[[ Extracted material, beginning ]]

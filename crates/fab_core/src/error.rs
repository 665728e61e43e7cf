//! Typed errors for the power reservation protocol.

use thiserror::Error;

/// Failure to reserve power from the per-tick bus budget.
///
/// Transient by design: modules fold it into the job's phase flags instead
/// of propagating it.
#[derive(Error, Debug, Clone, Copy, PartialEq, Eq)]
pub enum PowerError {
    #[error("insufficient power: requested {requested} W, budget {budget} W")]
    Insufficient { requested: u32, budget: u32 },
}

[[ Extracted material, end ]]

**Exercise aim**. Print every entry exactly as written.

**Expected answer**.
filename crates/fab_core/src/error.rs
repository 665728e61e43e7cf
//! Typed errors for the power reservation protocol.

use thiserror::Error;

/// Failure to reserve power from the per-tick bus budget.
///
/// Transient by design: modules fold it into the job's phase flags instead
/// of propagating it.
#[derive(Error, Debug, Clone, Copy, PartialEq, Eq)]
pub enum PowerError {
    #[error("insufficient power: requested {requested} W, budget {budget} W")]
    Insufficient { requested: u32, budget: u32 },
}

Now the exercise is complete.